Is that home reloaded ammo you're talking about? Someone told me factory made ammo for these is unreal expensive but 9 - 12 cents sounds pretty damn good to me! Thanks for the welcome and info, you've lit a fire under my seat!
 
That's home-rolled ammo, 180-grain cast bullets, old wheelweights for casting-metal, loaded with a gas-check on the bullet (raises the cost to 12 cents) and 13 grains of Red Dot shotgun powder.

You get low velocities and very manageable recoil.

Accuracy? Depends on the rifle. Ask Tinman204 or BUFFDOG. Buffdog uses this as his gopher-sniping load out to 300 yards.

With 70-year-old surplus ammo going for a buck a shot and commercial loads anywhere from a buck to a buck and a half, 12 cents IS pretty reasonable.

This load was developed by the eminent Canadian ballistician C. E. Harris and is applicable to most military rifles.

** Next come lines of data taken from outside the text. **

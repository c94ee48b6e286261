//! Layered configuration: built-in defaults, then a TOML file, then
//! environment overrides, then command-line flags (applied by the caller).

use anyhow::{Context, Result};
use serde::{Deserialize, Serialize};
use std::fs;
use std::path::{Path, PathBuf};

use crate::context::ContextBudget;
use crate::retry::RetryPolicy;
use crate::store::filter::{FileFilter, DEFAULT_MAX_FILE_BYTES};

/// Name of the project-local config file.
pub const CONFIG_FILE_NAME: &str = "lore.toml";

#[derive(Debug, Clone, Default, PartialEq, Serialize, Deserialize)]
#[serde(default)]
pub struct LoreConfig {
    pub source: SourceConfig,
    pub build: BuildConfig,
    pub agent: AgentConfig,
    pub reasoning: ReasoningConfig,
}

#[derive(Debug, Clone, PartialEq, Serialize, Deserialize)]
#[serde(default)]
pub struct SourceConfig {
    pub include: Vec<String>,
    pub exclude: Vec<String>,
    pub max_file_bytes: u64,
    /// `git clone --depth` for remote repositories
    pub clone_depth: u32,
}

impl Default for SourceConfig {
    fn default() -> Self {
        Self {
            include: Vec::new(),
            exclude: Vec::new(),
            max_file_bytes: DEFAULT_MAX_FILE_BYTES,
            clone_depth: 1,
        }
    }
}

impl SourceConfig {
    pub fn filter(&self) -> Result<FileFilter> {
        FileFilter::new(self.include.as_slice(), self.exclude.as_slice(), self.max_file_bytes)
            .context("Invalid include/exclude pattern")
    }
}

#[derive(Debug, Clone, PartialEq, Serialize, Deserialize)]
#[serde(default)]
pub struct BuildConfig {
    pub min_abstractions: usize,
    /// Upper bound on abstractions the extractor accepts
    pub max_abstractions: usize,
    /// Character budget for file contents shown to the extraction and chapter prompts
    pub prompt_chars: usize,
    /// Character budget for prior chapters replayed while writing the next one
    pub chapter_context_chars: usize,
    pub chapter_context_max_chapters: usize,
}

impl Default for BuildConfig {
    fn default() -> Self {
        Self {
            min_abstractions: 5,
            max_abstractions: 10,
            prompt_chars: 400_000,
            chapter_context_chars: 24_000,
            chapter_context_max_chapters: 4,
        }
    }
}

impl BuildConfig {
    pub fn chapter_budget(&self) -> ContextBudget {
        ContextBudget::new(self.chapter_context_chars, self.chapter_context_max_chapters)
    }
}

#[derive(Debug, Clone, PartialEq, Serialize, Deserialize)]
#[serde(default)]
pub struct AgentConfig {
    /// File-request round trips allowed per question
    pub max_rounds: usize,
    /// Character budget for the knowledge excerpt in each prompt
    pub knowledge_chars: usize,
    /// Character budget for fetched file contents in each prompt
    pub evidence_chars: usize,
    pub transcript_chars: usize,
    pub transcript_max_turns: usize,
    /// Matches shown for a glob-style request
    pub max_pattern_matches: usize,
}

impl Default for AgentConfig {
    fn default() -> Self {
        Self {
            max_rounds: 5,
            knowledge_chars: 60_000,
            evidence_chars: 120_000,
            transcript_chars: 12_000,
            transcript_max_turns: 12,
            max_pattern_matches: 3,
        }
    }
}

impl AgentConfig {
    pub fn transcript_budget(&self) -> ContextBudget {
        ContextBudget::new(self.transcript_chars, self.transcript_max_turns)
    }
}

#[derive(Debug, Clone, Copy, Default, PartialEq, Eq, Serialize, Deserialize)]
#[serde(rename_all = "lowercase")]
pub enum Provider {
    /// Gemini if `GOOGLE_API_KEY` is set, else OpenAI if `OPENAI_API_KEY` is set
    #[default]
    Auto,
    #[serde(alias = "open-ai")]
    OpenAi,
    Gemini,
}

impl std::str::FromStr for Provider {
    type Err = anyhow::Error;

    fn from_str(s: &str) -> Result<Self> {
        match s.to_lowercase().as_str() {
            "auto" => Ok(Provider::Auto),
            "openai" | "open-ai" => Ok(Provider::OpenAi),
            "gemini" | "google" => Ok(Provider::Gemini),
            other => anyhow::bail!("Unknown provider '{other}' (expected auto, openai or gemini)"),
        }
    }
}

#[derive(Debug, Clone, PartialEq, Serialize, Deserialize)]
#[serde(default)]
pub struct ReasoningConfig {
    pub provider: Provider,
    /// Model name; provider default when unset
    pub model: Option<String>,
    /// Base URL override (OpenAI-compatible gateways, proxies)
    pub endpoint: Option<String>,
    pub timeout_secs: u64,
    pub retry: RetryPolicy,
}

impl Default for ReasoningConfig {
    fn default() -> Self {
        Self {
            provider: Provider::Auto,
            model: None,
            endpoint: None,
            timeout_secs: 180,
            retry: RetryPolicy::default(),
        }
    }
}

impl LoreConfig {
    /// Load configuration from `explicit`, else `./lore.toml`, else the user
    /// config directory, else defaults. Environment overrides apply last.
    pub fn load(explicit: Option<&Path>) -> Result<Self> {
        let mut config = match Self::locate(explicit) {
            Some(path) => Self::from_file(&path)?,
            None => Self::default(),
        };
        config.apply_env();
        Ok(config)
    }

    pub fn from_file(path: &Path) -> Result<Self> {
        let content = fs::read_to_string(path)
            .with_context(|| format!("Failed to read config file: {}", path.display()))?;
        toml::from_str(&content)
            .with_context(|| format!("Failed to parse config file: {}", path.display()))
    }

    fn locate(explicit: Option<&Path>) -> Option<PathBuf> {
        if let Some(path) = explicit {
            return Some(path.to_path_buf());
        }
        let local = PathBuf::from(CONFIG_FILE_NAME);
        if local.exists() {
            return Some(local);
        }
        let user = dirs::config_dir()?.join("lore").join("config.toml");
        user.exists().then_some(user)
    }

    /// Apply `LORE_PROVIDER`, `LORE_MODEL` and `LORE_MAX_ROUNDS`.
    /// Unparseable values are ignored with a warning.
    pub fn apply_env(&mut self) {
        if let Ok(provider) = std::env::var("LORE_PROVIDER") {
            match provider.parse() {
                Ok(p) => self.reasoning.provider = p,
                Err(e) => tracing::warn!("ignoring LORE_PROVIDER: {e}"),
            }
        }
        if let Ok(model) = std::env::var("LORE_MODEL") {
            if !model.trim().is_empty() {
                self.reasoning.model = Some(model.trim().to_string());
            }
        }
        if let Ok(rounds) = std::env::var("LORE_MAX_ROUNDS") {
            match rounds.trim().parse() {
                Ok(n) => self.agent.max_rounds = n,
                Err(_) => tracing::warn!("ignoring LORE_MAX_ROUNDS: '{rounds}' is not a number"),
            }
        }
    }
}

It does not have enough oomph to operate a gas-operated semi-auto, but it is just peachy for bolt rifles.

Total cost for equipment will pay itself off in less than 500 rounds....... and you get 538 rounds to the pound of Red Dot.
 
HALF the cost of a cartridge is that empty casing that the rich guys like to pave the ranges with.

So you pick them up (thus doing the world a favour), take them home, rework them, reload them and shoot them off again (thus doing yourself a favour).

Resize, trim to specified length, load up, fire with an O-ring or a pony-tail tie around the base on your first firing. This centralizes the casing in your chamber, reduces headspace problems to ZERO and fireforms the brass to YOUR rifle and to no other. You now are on the track to making ammo which is more accurate than anything coming out of ANY factory.

Depending on the rifle, the load and how careful you are, you can get up to 30 or so loads out of a .303 casing..... which "everybody knows" is good for 2 reloads at most.
 
The barrel is only a little over 24.25 inches, so it has been shortened up. Since the rifling is almost non-existent anyhow, I guess I'll be putting another barrel on it and make a shooter out of it.
 
This 1904 Mk 1 rear sight sold for $175 !!! b: :runaway:

it looks a bit different than mine. What is it?

ht tp://www.ebay.ca/itm/Lee-Enfield-1904-MkI-SMLE-rear-sight-1-reserve-/301106345924?ssPageName=ADME:B:WNA:CA:3160
 
This 1904 Mk 1 rear sight sold for $175 !!! b: :runaway:

it looks a bit different than mine. What is it?

ht tp://www.ebay.ca/itm/Lee-Enfield-1904-MkI-SMLE-rear-sight-1-reserve-/301106345924?ssPageName=ADME:B:WNA:CA:3160

Yours is a Mk1* MLE (Magazine Lee Enfield)



The auction was for a Mk1 SMLE (Short Magazine Lee Enfield) rear sight.